# Λ<sub>c</sub><sup>+</sup> Reconstruction using ROOT TMVA

As described in the [introduction](Introduction.md), it is possible to use the TMVA (Toolkit for Multivariate Data Analysis) with ROOT to perform multivariate analysis on high energy physics data.
Here is shown how to use 3 of the TMVA methods:

* Linear cuts 
* Neural Networks of type Multilayer Perceptron (MLP)
* Boosted Decision Tree (BDT)

The results of this analysis are presented in [result file](introduction.md).<br>
With the latest versions of ROOT it is possible to use all functions in python codes. This feature is called pyROOT, an example of its use is shown here.

<p>&nbsp;</p>

In [1]:
from ROOT import TMVA, TCut, TFile, gSystem  #import ROOT necessary functions
from math import floor                       #used to evaluate the minimum between two values
import sys                                   #used in case of errors 

Welcome to JupyROOT 6.22/03


## 1. Declaration of Factory

All the details on using the following functions can be found in in the [TMVA Users Guide](References/TMVAUsersGuide.pdf).<br>
Using the TFile class of ROOT, the [TMVA_output_4_6.root](TMVA_output_4_6.root) output file is opened. <br>
Then the TMVA factory object is declared. The options used in the declaration are described in the table:

Option          |Given Value     |Description
----------------|----------|---------------------------
V|False|Verbose flag
Color|True|Flag for colored output
DrawProgressBar|True|Draw progress bar to display training, testing and evaluation schedule 
Transformations||List of transformations to test. For example with "I;D;P;U;G" string identity, decorrelation, PCA, uniform and Gaussian transformations will be applied
AnalysisType|Classification|Set the analysis type

<br>


In [2]:
outputFile = TFile( "TMVA_output.root", 'RECREATE' )
TMVA.Tools.Instance()
factory = TMVA.Factory( "TMVAClassification", outputFile,
                       "!V:Color:DrawProgressBar:Transformations=I;D;P;G,D:AnalysisType=Classification" )

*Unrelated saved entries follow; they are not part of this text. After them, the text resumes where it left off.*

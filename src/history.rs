//! Undo/redo snapshot history.
//!
//! Recording is armed explicitly (`resume_recording`) by whatever produced a
//! user-visible change, and consumed by one `record` call at the end of the
//! event. Everything in between coalesces into a single entry.
//!
//! # Stacks
//!
//! ```text
//!   state_history: [baseline, e1, e2, e3]   <- top is the current state
//!   redo_stack:    [e5, e4]                 <- top is the next redo
//! ```
//!
//! Undo moves the top of `state_history` to `redo_stack` and returns the new
//! top. The baseline is never popped.

use crate::app_state::{AppState, HistoryAppState};
use crate::element::Element;
use serde::Serialize;

/// Deep copy of the scene plus the history-relevant app state.
#[derive(Debug, Clone, Serialize)]
#[serde(rename_all = "camelCase")]
pub struct HistoryEntry {
    pub app_state: HistoryAppState,
    pub elements: Vec<Element>,
}

#[derive(Debug, Default)]
pub struct History {
    state_history: Vec<HistoryEntry>,
    redo_stack: Vec<HistoryEntry>,
    last_entry: Option<HistoryEntry>,
    recording: bool,
}

impl History {
    pub fn new() -> Self {
        Self {
            recording: true,
            ..Self::default()
        }
    }

    pub fn resume_recording(&mut self) {
        self.recording = true;
    }

    pub fn is_recording(&self) -> bool {
        self.recording
    }

    /// Push one entry if armed, then disarm. Returns whether an entry was pushed.
    pub fn record(&mut self, state: &AppState, elements: &[Element]) -> bool {
        if !self.recording {
            return false;
        }
        self.recording = false;
        self.push_entry(state, elements)
    }

    fn push_entry(&mut self, state: &AppState, elements: &[Element]) -> bool {
        let entry = generate_entry(state, elements);
        if !self.should_create_entry(&entry) {
            return false;
        }
        tracing::trace!(
            elements = entry.elements.len(),
            depth = self.state_history.len() + 1,
            "history entry recorded"
        );
        self.state_history.push(entry.clone());
        self.last_entry = Some(entry);
        self.redo_stack.clear();
        true
    }

    fn should_create_entry(&self, next: &HistoryEntry) -> bool {
        let Some(last) = &self.last_entry else {
            return true;
        };
        if next.elements.len() != last.elements.len() {
            return true;
        }
        let elements_changed = next
            .elements
            .iter()
            .zip(&last.elements)
            .any(|(a, b)| a.id() != b.id() || a.version_nonce() != b.version_nonce());
        if elements_changed {
            return true;
        }
        // selection and tool alone never make an undo step
        next.app_state.editing_group_id != last.app_state.editing_group_id
            || next.app_state.editing_linear_element_id
                != last.app_state.editing_linear_element_id
    }

    /// Resync the comparison baseline without pushing.
    pub fn set_current_state(&mut self, state: &AppState, elements: &[Element]) {
        self.last_entry = Some(generate_entry(state, elements));
    }

    /// Entry to restore, or `None` when only the baseline is left.
    pub fn undo(&mut self) -> Option<HistoryEntry> {
        if self.state_history.len() <= 1 {
            return None;
        }
        let current = self.state_history.pop()?;
        self.redo_stack.push(current);
        self.state_history.last().cloned()
    }

    pub fn redo(&mut self) -> Option<HistoryEntry> {
        let entry = self.redo_stack.pop()?;
        self.state_history.push(entry.clone());
        Some(entry)
    }

    pub fn clear(&mut self) {
        self.state_history.clear();
        self.redo_stack.clear();
        self.last_entry = None;
    }

    pub fn len(&self) -> usize {
        self.state_history.len()
    }

    pub fn is_empty(&self) -> bool {
        self.state_history.is_empty()
    }

    pub fn can_undo(&self) -> bool {
        self.state_history.len() > 1
    }

    pub fn can_redo(&self) -> bool {
        !self.redo_stack.is_empty()
    }

    pub fn entries(&self) -> &[HistoryEntry] {
        &self.state_history
    }
}

/// Snapshot the scene. A multi-point element under construction is stored
/// without its uncommitted trailing point, and dropped while it has one point.
pub fn generate_entry(state: &AppState, elements: &[Element]) -> HistoryEntry {
    let multi = state.multi_element.as_ref();
    let elements = elements
        .iter()
        .filter_map(|el| {
            if Some(el.id()) != multi {
                return Some(el.clone());
            }
            let linear = el.linear()?;
            if linear.points.len() < 2 {
                return None;
            }
            let last = linear.points.last().copied();
            if last == linear.last_committed_point {
                return Some(el.clone());
            }
            Some(el.snapshot_with(|d| {
                if let Some(l) = d.linear_mut() {
                    l.points.pop();
                }
            }))
        })
        .collect();
    HistoryEntry {
        app_state: state.history_subset(),
        elements,
    }
}
//! Scrollbar geometry derived from the scene and the viewport.

use crate::app_state::AppState;
use crate::constants::{SCROLLBAR_MARGIN, SCROLLBAR_WIDTH};
use crate::element::{common_bounds, Element};
use crate::geometry::Bounds;
use crate::input::ScrollbarHit;

/// Thumb rectangles in viewport pixels. `None` when the axis shows everything.
#[derive(Debug, Clone, Copy, Default, PartialEq)]
pub struct ScrollBars {
    pub horizontal: Option<Bounds>,
    pub vertical: Option<Bounds>,
}

pub fn get_scroll_bars<'a, I>(elements: I, state: &AppState) -> ScrollBars
where
    I: IntoIterator<Item = &'a Element>,
{
    let Some(content) = common_bounds(elements) else {
        return ScrollBars::default();
    };
    let zoom = state.zoom.value.max(f32::EPSILON);
    let (vw, vh) = (state.width, state.height);
    let (vw_zoomed, vh_zoomed) = (vw / zoom, vh / zoom);

    let view_min_x = -state.scroll_x + (vw - vw_zoomed) / 2.0;
    let view_min_y = -state.scroll_y + (vh - vh_zoomed) / 2.0;
    let view = Bounds::new(view_min_x, view_min_y, view_min_x + vw_zoomed, view_min_y + vh_zoomed);
    let scene = content.union(&view);

    let horizontal = (view.min_x != scene.min_x || view.max_x != scene.max_x).then(|| {
        let span = scene.width().max(f32::EPSILON);
        let x = SCROLLBAR_MARGIN + (view.min_x - scene.min_x) / span * vw;
        let y = vh - SCROLLBAR_WIDTH - SCROLLBAR_MARGIN;
        let width = view.width() / span * vw - SCROLLBAR_MARGIN * 2.0;
        Bounds::new(x, y, x + width, y + SCROLLBAR_WIDTH)
    });
    let vertical = (view.min_y != scene.min_y || view.max_y != scene.max_y).then(|| {
        let span = scene.height().max(f32::EPSILON);
        let x = vw - SCROLLBAR_WIDTH - SCROLLBAR_MARGIN;
        let y = SCROLLBAR_MARGIN + (view.min_y - scene.min_y) / span * vh;
        let height = view.height() / span * vh - SCROLLBAR_MARGIN * 2.0;
        Bounds::new(x, y, x + SCROLLBAR_WIDTH, y + height)
    });
    ScrollBars { horizontal, vertical }
}

/// Which thumbs contain the viewport point `(x, y)`.
pub fn is_over_scroll_bars(bars: &ScrollBars, x: f32, y: f32) -> ScrollbarHit {
    let over = |b: &Option<Bounds>| b.is_some_and(|b| b.contains(crate::geometry::Point::new(x, y)));
    ScrollbarHit {
        horizontal: over(&bars.horizontal),
        vertical: over(&bars.vertical),
    }
}
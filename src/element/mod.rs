//! Element model - the drawable record and its per-kind payloads.
//!
//! An [`Element`] owns its identity (`id`, `version`, `version_nonce`) and an
//! [`ElementData`] body. The body is readable through `Deref`, but the only way
//! to change it is [`Element::mutate`], which always bumps the version. This
//! makes "forgot to invalidate" bugs unrepresentable.
//!
//! ## Modules
//!
//! - `bounds` - rotation-aware bounding boxes and common bounds
//! - `hit_test` - painted-shape and bounding-box hit tests
//! - `linear` - point edits on lines, arrows and strokes
//! - `text` - text measuring seam

mod bounds;
mod linear;
mod text;

pub use bounds::{
    common_bounds, element_abs_coords, element_bounds, element_center, linear_point_global,
};
pub use hit_test::{
    element_containing_position, hit_test, hit_test_shape, is_hitting_bounding_box,
    is_hitting_bounding_box_without_hitting_element,
};
pub use linear::{move_linear_point, point_from_absolute};
pub use text::{ApproximateTextMeasurer, TextMeasurer, TextMetrics};

use crate::constants::{DEFAULT_FONT_SIZE, INVISIBLY_SMALL_ELEMENT_SIZE};
use crate::geometry::{Bounds, Point};
use crate::types::{
    Arrowhead, ElementType, FillStyle, FontFamily, StrokeSharpness, StrokeStyle, TextAlign,
    VerticalAlign,
};
use serde::{Deserialize, Serialize};
use std::collections::HashMap;
use std::fmt;
use std::ops::Deref;
use uuid::Uuid;

// ============================================================================
// Identifiers
// ============================================================================

/// Stable element identity. Generated once, never reused.
#[derive(Debug, Clone, PartialEq, Eq, Hash, PartialOrd, Ord, Serialize, Deserialize)]
#[serde(transparent)]
pub struct ElementId(String);

impl ElementId {
    pub fn new() -> Self {
        Self(Uuid::new_v4().to_string())
    }

    pub fn as_str(&self) -> &str {
        &self.0
    }
}

impl Default for ElementId {
    fn default() -> Self {
        Self::new()
    }
}

impl From<&str> for ElementId {
    fn from(s: &str) -> Self {
        Self(s.to_string())
    }
}

impl fmt::Display for ElementId {
    fn fmt(&self, f: &mut fmt::Formatter<'_>) -> fmt::Result {
        f.write_str(&self.0)
    }
}

/// Group identity. An element lists its groups innermost first.
#[derive(Debug, Clone, PartialEq, Eq, Hash, PartialOrd, Ord, Serialize, Deserialize)]
#[serde(transparent)]
pub struct GroupId(String);

impl GroupId {
    pub fn new() -> Self {
        Self(Uuid::new_v4().to_string())
    }
}

impl Default for GroupId {
    fn default() -> Self {
        Self::new()
    }
}

impl From<&str> for GroupId {
    fn from(s: &str) -> Self {
        Self(s.to_string())
    }
}

impl fmt::Display for GroupId {
    fn fmt(&self, f: &mut fmt::Formatter<'_>) -> fmt::Result {
        f.write_str(&self.0)
    }
}

// ============================================================================
// Payloads
// ============================================================================

#[derive(Debug, Clone, PartialEq, Serialize, Deserialize)]
#[serde(rename_all = "camelCase")]
pub struct ElementStyle {
    pub stroke_color: String,
    pub background_color: String,
    pub fill_style: FillStyle,
    pub stroke_width: f32,
    pub stroke_style: StrokeStyle,
    pub roughness: u8,
    pub opacity: u8,
    pub stroke_sharpness: StrokeSharpness,
}

impl Default for ElementStyle {
    fn default() -> Self {
        Self {
            stroke_color: "#000000".to_string(),
            background_color: "transparent".to_string(),
            fill_style: FillStyle::default(),
            stroke_width: 1.0,
            stroke_style: StrokeStyle::default(),
            roughness: 1,
            opacity: 100,
            stroke_sharpness: StrokeSharpness::default(),
        }
    }
}

impl ElementStyle {
    pub fn has_background(&self) -> bool {
        self.background_color != "transparent"
    }
}

/// Anchor of a linear element's endpoint on a bindable shape.
#[derive(Debug, Clone, PartialEq, Serialize, Deserialize)]
#[serde(rename_all = "camelCase")]
pub struct PointBinding {
    pub element_id: ElementId,
    /// Normalized offset in `[-1, 1]` of the aim point across the target.
    pub focus: f32,
    /// Distance kept between the endpoint and the target's outline.
    pub gap: f32,
}

#[derive(Debug, Clone, Default, PartialEq, Serialize, Deserialize)]
#[serde(rename_all = "camelCase")]
pub struct ShapeData {
    #[serde(default)]
    pub bound_elements: Vec<ElementId>,
}

#[derive(Debug, Clone, Default, PartialEq, Serialize, Deserialize)]
#[serde(rename_all = "camelCase")]
pub struct LinearData {
    /// Points relative to the element origin; the first is always `(0, 0)` once normalized.
    pub points: Vec<Point>,
    #[serde(default)]
    pub last_committed_point: Option<Point>,
    #[serde(default)]
    pub start_binding: Option<PointBinding>,
    #[serde(default)]
    pub end_binding: Option<PointBinding>,
    #[serde(default)]
    pub start_arrowhead: Option<Arrowhead>,
    #[serde(default)]
    pub end_arrowhead: Option<Arrowhead>,
}

impl LinearData {
    pub fn binding(&self, end: crate::types::LinearEnd) -> Option<&PointBinding> {
        match end {
            crate::types::LinearEnd::Start => self.start_binding.as_ref(),
            crate::types::LinearEnd::End => self.end_binding.as_ref(),
        }
    }

    pub fn binding_mut(&mut self, end: crate::types::LinearEnd) -> &mut Option<PointBinding> {
        match end {
            crate::types::LinearEnd::Start => &mut self.start_binding,
            crate::types::LinearEnd::End => &mut self.end_binding,
        }
    }
}

#[derive(Debug, Clone, PartialEq, Serialize, Deserialize)]
#[serde(rename_all = "camelCase")]
pub struct TextData {
    pub text: String,
    pub font_size: f32,
    pub font_family: FontFamily,
    pub text_align: TextAlign,
    pub vertical_align: VerticalAlign,
    pub baseline: f32,
    #[serde(default)]
    pub bound_elements: Vec<ElementId>,
}

impl Default for TextData {
    fn default() -> Self {
        Self {
            text: String::new(),
            font_size: DEFAULT_FONT_SIZE,
            font_family: FontFamily::default(),
            text_align: TextAlign::default(),
            vertical_align: VerticalAlign::default(),
            baseline: 0.0,
            bound_elements: Vec::new(),
        }
    }
}

/// Closed set of element kinds with kind-specific payloads.
#[derive(Debug, Clone, PartialEq, Serialize, Deserialize)]
#[serde(tag = "type", rename_all = "camelCase")]
pub enum ElementKind {
    Rectangle(ShapeData),
    Ellipse(ShapeData),
    Diamond(ShapeData),
    Line(LinearData),
    Arrow(LinearData),
    Draw(LinearData),
    Text(TextData),
    /// Rubber-band marquee; lives in app state, never in the scene
    Selection,
}
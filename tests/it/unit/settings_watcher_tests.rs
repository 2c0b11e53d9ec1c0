//! Unit tests for settings_watcher module.

use inkboard::settings::Settings;
use inkboard::settings_watcher::{default_settings_path, SettingsWatcher};
use inkboard::Editor;
use std::fs;
use std::io::Write;
use std::time::{Duration, Instant};
use tempfile::tempdir;

#[test]
fn test_watcher_creation() {
    let dir = tempdir().unwrap();
    let settings_path = dir.path().join("settings.json");
    fs::write(&settings_path, "{}").unwrap();

    let watcher = SettingsWatcher::new(&settings_path);
    assert!(watcher.is_ok());
}

#[test]
fn test_default_paths() {
    let settings = default_settings_path();
    assert!(settings.is_some() || cfg!(target_os = "unknown"));
    if let Some(path) = settings {
        assert!(path.ends_with("inkboard/settings.json"));
    }
}

#[test]
fn test_editor_accepts_watch_path() {
    let dir = tempdir().unwrap();
    let settings_path = dir.path().join("settings.json");
    Settings::default().save_to(&settings_path).unwrap();

    let mut editor = Editor::new();
    assert!(editor.watch_settings(&settings_path).is_ok());
    // Ticking with no file events keeps the current settings
    editor.tick(Instant::now());
    assert_eq!(editor.settings(), &Settings::default());
}

/// File watcher events are timing-dependent and platform-specific, so this
/// only runs on demand.
#[test]
#[ignore]
fn test_file_modification_reloads_editor() {
    let dir = tempdir().unwrap();
    let settings_path = dir.path().join("settings.json");
    fs::write(&settings_path, "{}").unwrap();

    let mut editor = Editor::new();
    editor.watch_settings(&settings_path).unwrap();

    let mut file = fs::OpenOptions::new()
        .write(true)
        .truncate(true)
        .open(&settings_path)
        .unwrap();
    writeln!(file, "{{\"grid_mode_enabled\": true, \"grid_size\": 40}}").unwrap();
    file.sync_all().unwrap();

    std::thread::sleep(Duration::from_millis(500));
    editor.tick(Instant::now());
    assert_eq!(editor.state().grid_size, Some(40.0));
}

## 2. DataLoader Declaration, adding variables and setting the data set

The <b>AnalysisResults.root</b> file is defined as input (more details on its content are given in the [analysis results](README.md)). Once the Dataloader has been declared, the variables contained in the root trees of the input file are added. the AddVariable function used requires the following arguments:

* A string containing the name of the variable (the same as the root tree)
* A label for variable (if not present the variable name is used)
* data point type (second argument if the label for variable is missing)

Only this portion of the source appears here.